Jadi, dengan ibunya yang masih berada di sana, Reese memilih untuk mencoba menenangkan Tidar yang masih gemetar ketakutan engan suara ringkikan yang terdengar sangat membuatnya khawatir, hingga setelah sekitar dua puluh menit berlalu, akhirnya sang ayah yang entah habis dari mana itu pun kembali dan langsung mengunci pintu, menutup sisa jendela yang masih terbuka begitu juga dengan pintu dapur dan menyalakan perapian dengan menambahkan lebih banyak kayu kering ke dalamnya.
“Kalian tidak apa-apa?” tanya sang ayah yang kali ini terlihat sangat khawatir, sebuah kekhawatiran yang sama persis seperti yang dirasakan oleh sang istri tapi tidak dengan Reese.
“Ada apa sebenarnya?” tanya Reese penasaran.
“Tetap di sini dan jangan pergi ke mana pun.” jelas si ayah yang tentu saja diiyakan oleh si ibu tapi tidak dengan Reese.

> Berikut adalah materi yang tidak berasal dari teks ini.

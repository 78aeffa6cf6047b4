//! Command-line surface: flags exactly as FractalNow's own `command_line.c`
//! (`-h -q -v -c -r -o -x -y -j -a -s -p -i -t`), parsed with `clap` and
//! then cross-validated the way the original `ParseCommandLineArguments`
//! does (mutual exclusivity, AA-method-specific requirements).

use crate::error::CliError;
use clap::{Parser, ValueEnum};
use std::path::PathBuf;

/// Default worker-thread count (`DEFAULT_NB_THREADS`).
pub const DEFAULT_THREADS: usize = 16;
/// Default quad interpolation side (`DEFAULT_QUAD_INTERPOLATION_SIZE`).
pub const DEFAULT_QUAD_SIDE: u32 = 5;
/// Default quad dissimilarity threshold (`DEFAULT_COLOR_DISSIMILARITY_THRESHOLD`).
pub const DEFAULT_QUAD_THRESHOLD: f64 = 0.0035;
/// Default adaptive anti-aliasing threshold (`DEFAULT_ADAPTIVE_AAM_THRESHOLD`).
pub const DEFAULT_ADAPTIVE_THRESHOLD: f64 = 0.0505;

#[derive(Debug, Clone, Copy, PartialEq, Eq, ValueEnum)]
#[clap(rename_all = "lower")]
pub enum AaMethod {
    None,
    Blur,
    Oversampling,
    Adaptive,
}

#[derive(Parser, Debug)]
#[command(
    name = "mandelbrust",
    about = "Batch escape-time fractal renderer",
    disable_version_flag = true
)]
struct RawArgs {
    /// Fractal descriptor file.
    #[arg(short = 'c')]
    fractal_file: PathBuf,

    /// Rendering descriptor file.
    #[arg(short = 'r')]
    rendering_file: PathBuf,

    /// Output PPM path.
    #[arg(short = 'o')]
    output_file: PathBuf,

    /// Output image width (at least one of -x/-y is required).
    #[arg(short = 'x')]
    width: Option<u32>,

    /// Output image height (at least one of -x/-y is required).
    #[arg(short = 'y')]
    height: Option<u32>,

    /// Worker thread count.
    #[arg(short = 'j')]
    threads: Option<usize>,

    /// Anti-aliasing method.
    #[arg(short = 'a', value_enum, default_value_t = AaMethod::None)]
    aa_method: AaMethod,

    /// Anti-aliasing size parameter (meaning depends on -a).
    #[arg(short = 's')]
    aa_size: Option<f64>,

    /// Adaptive anti-aliasing dissimilarity threshold (only with -a adaptive).
    #[arg(short = 'p')]
    adaptive_threshold: Option<f64>,

    /// Quad interpolation side for the tile scheduler.
    #[arg(short = 'i', default_value_t = DEFAULT_QUAD_SIDE)]
    quad_side: u32,

    /// Quad dissimilarity threshold for the tile scheduler.
    #[arg(short = 't', default_value_t = DEFAULT_QUAD_THRESHOLD)]
    quad_threshold: f64,

    /// Suppress all but error-level diagnostics.
    #[arg(short = 'q')]
    quiet: bool,

    /// Emit per-worker and per-task progress diagnostics.
    #[arg(short = 'v')]
    verbose: bool,
}

/// Validated, fully-resolved arguments — everything `RawArgs` could leave
/// ambiguous (derived height/width, default adaptive threshold) is
/// resolved here, once, the way `ParseCommandLineArguments` resolves it
/// before ever touching the renderer.
#[derive(Debug)]
pub struct Args {
    pub fractal_file: PathBuf,
    pub rendering_file: PathBuf,
    pub output_file: PathBuf,
    /// `None` means "derive from the other dimension, preserving the
    /// fractal's aspect ratio" — resolved once the fractal descriptor is
    /// read, via [`Args::resolve_dimensions`].
    pub width: Option<u32>,
    pub height: Option<u32>,
    pub threads: usize,
    pub aa_method: AaMethod,
    pub aa_size: Option<f64>,
    pub adaptive_threshold: Option<f64>,
    pub quad_side: u32,
    pub quad_threshold: f64,
    pub quiet: bool,
    pub verbose: bool,
}

impl Args {
    pub fn parse() -> Result<Self, CliError> {
        let raw = RawArgs::parse();
        Self::from_raw(raw)
    }

    fn from_raw(raw: RawArgs) -> Result<Self, CliError> {
        if raw.quiet && raw.verbose {
            return Err(CliError::Usage("-q and -v are mutually exclusive".into()));
        }

        if raw.width.is_none() && raw.height.is_none() {
            return Err(CliError::Usage(
                "at least output image width (-x) or height (-y) must be specified".into(),
            ));
        }
        if raw.width.is_some_and(|w| w < 2) {
            return Err(CliError::Usage("output image width must be >= 2".into()));
        }
        if raw.height.is_some_and(|h| h < 2) {
            return Err(CliError::Usage("output image height must be >= 2".into()));
        }

        if let Some(t) = raw.threads {
            if t == 0 {
                return Err(CliError::Usage("number of threads must be positive".into()));
            }
        }
        if raw.quad_side == 0 {
            return Err(CliError::Usage(
                "quad interpolation size must be positive".into(),
            ));
        }
        if raw.quad_threshold < 0.0 {
            return Err(CliError::Usage(
                "quad dissimilarity threshold must be >= 0".into(),
            ));
        }

        let adaptive_threshold = match raw.aa_method {
            AaMethod::None => {
                if raw.aa_size.is_some() {
                    return Err(CliError::Usage(
                        "no size parameter (-s) should be specified when anti-aliasing is disabled"
                            .into(),
                    ));
                }
                if raw.adaptive_threshold.is_some() {
                    return Err(CliError::Usage(
                        "no adaptive threshold (-p) should be specified when anti-aliasing is disabled".into(),
                    ));
                }
                None
            }
            AaMethod::Blur => {
                let size = raw.aa_size.ok_or_else(|| {
                    CliError::Usage("no size parameter (-s) specified for blur".into())
                })?;
                if size <= 0.0 {
                    return Err(CliError::Usage(
                        "size parameter (-s) for gaussian blur must be > 0".into(),
                    ));
                }
                if raw.adaptive_threshold.is_some() {
                    return Err(CliError::Usage(
                        "no adaptive threshold (-p) should be specified when anti-aliasing method is blur".into(),
                    ));
                }
                None
            }
            AaMethod::Oversampling => {
                let size = raw.aa_size.ok_or_else(|| {
                    CliError::Usage("no size parameter (-s) specified for oversampling".into())
                })?;
                if size <= 1.0 {
                    return Err(CliError::Usage(
                        "size parameter (-s) for oversampling must be > 1".into(),
                    ));
                }
                if raw.adaptive_threshold.is_some() {
                    return Err(CliError::Usage(
                        "no adaptive threshold (-p) should be specified when anti-aliasing method is oversampling".into(),
                    ));
                }
                None
            }
            AaMethod::Adaptive => {
                let size = raw.aa_size.ok_or_else(|| {
                    CliError::Usage(
                        "no size parameter (-s) specified for adaptive anti-aliasing".into(),
                    )
                })?;
                if size.fract() != 0.0 {
                    return Err(CliError::Usage(
                        "size parameter (-s) for adaptive anti-aliasing should be an integer"
                            .into(),
                    ));
                }
                if size <= 1.0 {
                    return Err(CliError::Usage(
                        "size parameter (-s) for adaptive anti-aliasing must be > 1".into(),
                    ));
                }
                if let Some(p) = raw.adaptive_threshold {
                    if p < 0.0 {
                        return Err(CliError::Usage(
                            "adaptive anti-aliasing threshold must be >= 0".into(),
                        ));
                    }
                    Some(p)
                } else {
                    Some(DEFAULT_ADAPTIVE_THRESHOLD)
                }
            }
        };

        for (path, label) in [
            (&raw.fractal_file, "fractal file"),
            (&raw.rendering_file, "rendering file"),
        ] {
            if !path.is_file() {
                return Err(CliError::Usage(format!(
                    "{label} '{}' does not exist",
                    path.display()
                )));
            }
        }

        Ok(Self {
            fractal_file: raw.fractal_file,
            rendering_file: raw.rendering_file,
            output_file: raw.output_file,
            width: raw.width,
            height: raw.height,
            threads: raw.threads.unwrap_or(DEFAULT_THREADS),
            aa_method: raw.aa_method,
            aa_size: raw.aa_size,
            adaptive_threshold,
            quad_side: raw.quad_side,
            quad_threshold: raw.quad_threshold,
            quiet: raw.quiet,
            verbose: raw.verbose,
        })
    }

    /// Resolves whichever of width/height was left unset from the other,
    /// preserving the fractal's aspect ratio (`round(spanX*height/spanY)`
    /// or `round(spanY*width/spanX)`), the way `main.c` derives it once
    /// the fractal descriptor's spans are known. Panics if both are
    /// `None`, which [`Args::from_raw`] already rejects.
    pub fn resolve_dimensions(&self, span_x: f64, span_y: f64) -> (u32, u32) {
        match (self.width, self.height) {
            (Some(w), Some(h)) => (w, h),
            (Some(w), None) => {
                let h = (span_y * w as f64 / span_x).round() as u32;
                (w, h.max(1))
            }
            (None, Some(h)) => {
                let w = (span_x * h as f64 / span_y).round() as u32;
                (w.max(1), h)
            }
            (None, None) => unreachable!("at least one of -x/-y is required by from_raw"),
        }
    }
}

Meskipun gadis muda itu terlihat sama khawatirnya dengan apa yang dirasakan oleh kedua orang tuanya tapi karena tidak tahu apa yang sebenarnya terjadi, Reese mencoba bertanya kepada sang ayah yang baru saja masuk dan tentu saja melihat ada apa di luar sana hingga ketika masuk, ayahnya terlihat sangat ketakutan.
“Ada apa di luar sana, ayah?” tanya Reese yang masih memeluk Tidar dan mencoba tetap menenangkan anjing kesayangannya tersebut.
“Akan kuberitahu nanti, sekarang tenanglah. Jangan berisk dan tetap di tempatmu apa pun yang terjadi.” Ujar sang ayah, membuat sang ibu langsung mendekat ke arah anak gadis semata wayangnya kemudian memeluk Reese yang masih memeluk Tidar.
“Bu?”
“Tenanglah ….” Bisik sang ibu.
Reese bisa mendengar dengan jelas suara ibunya bergetar. Dirinya merasa bahwa apa yang ibunya katakan saat ini seperti sebuah ketakutan yang teramat sangat akan tetapi, entah ketakutan macam apa itu, Reese tidak tahu.
Awalnya, semuanya tenang, meski kedua orang tuanya terlihat sangat waspada dengan raut wajah ketakutan dan pucat pasi. Awalnya, hingga beberapa menit kemudian terdengar suara benda jatuh yang benar-benar membuat mereka terkejut. Suara itu terdengar sangat gaduh, persis seperti suara benda dilemparkan diikuti oleh suara cakaran yang menggores kaca, membuat suara melengking yang memekakan telinga.
"Ayah, apa itu?!" tanya Reese sambil menutup telinganya begitu juga dengan Tidar yang semakin ketakutan dan menyembunyikan wajahnya menggunakan kedua tangan.
"Abaikan itu dan jangan begerak."
"Tapi apa itu?!"
"Reese, tenanglah. Ini tidak akan berlangsung lama jadi jangan bergerak dan tetaplah tenang." kali ini giliran sang ibu yang berbisik tepat di telinga Reese sambil memeluk erat tubuh putri semata wayangnya tersebut.
Suara-suara gaduh itu terus terdengar dengan sangat keras, membuat keluarga ini terus berada dalam ketakutan hingga di puncak, api dari perapian terlihat menggebu, nyaris meledak dan apinya mengenai mereka. Sebelum akhirnya suara-suara itu menghilang begitu saja tanpa sisa.
"Apa semuanya sudah berakhir?" gumam Reese tapi, sang ibu masih tetap memeluk sang anak dalam ketakutan yang dirinya rasakan.
"Apa makhluk itu sudah pergi?" Tanya sang ibu yang semakin membuat penasaran Reese menjadi-jadi. Namun, berapa kali pun dirinya mencoba bertanya, tetap saja ibunya tidak bisa memberitahunya mengenai apa yang sedang terjadi.
Melihat anaknya begitu penasaran dalam ketakutan, pasangan orang tua ini merasa bahwa memang tidak ada hal yang harus mereka sembuyikan dari Reese dan karena suasana sudah sedikit lebih aman dengan perapian yang sudah tidak meledak seperti tadi, membuat sang ayah merasa bahwa apa yang harus dirinya katakan memang adalah apa yang harus diketahui oleh anak gadisnya sebelum semua keadaan menjadi sangat buruk.
"Aku akan menjelaskannya padamu tapi, berjanjilah padaku untuk mendengarkanku dan tidak melakukan hal gegabah setelah kau mendengar hal ini." ucap sang ayah, membuat Reese merasa bahwa apa yang coba dikatakan oleh ayahnya adalah sesuatu yang benar-benar menjadi sesuatu yang sangat penting dan harus dirinya dengarkan dengan seksama.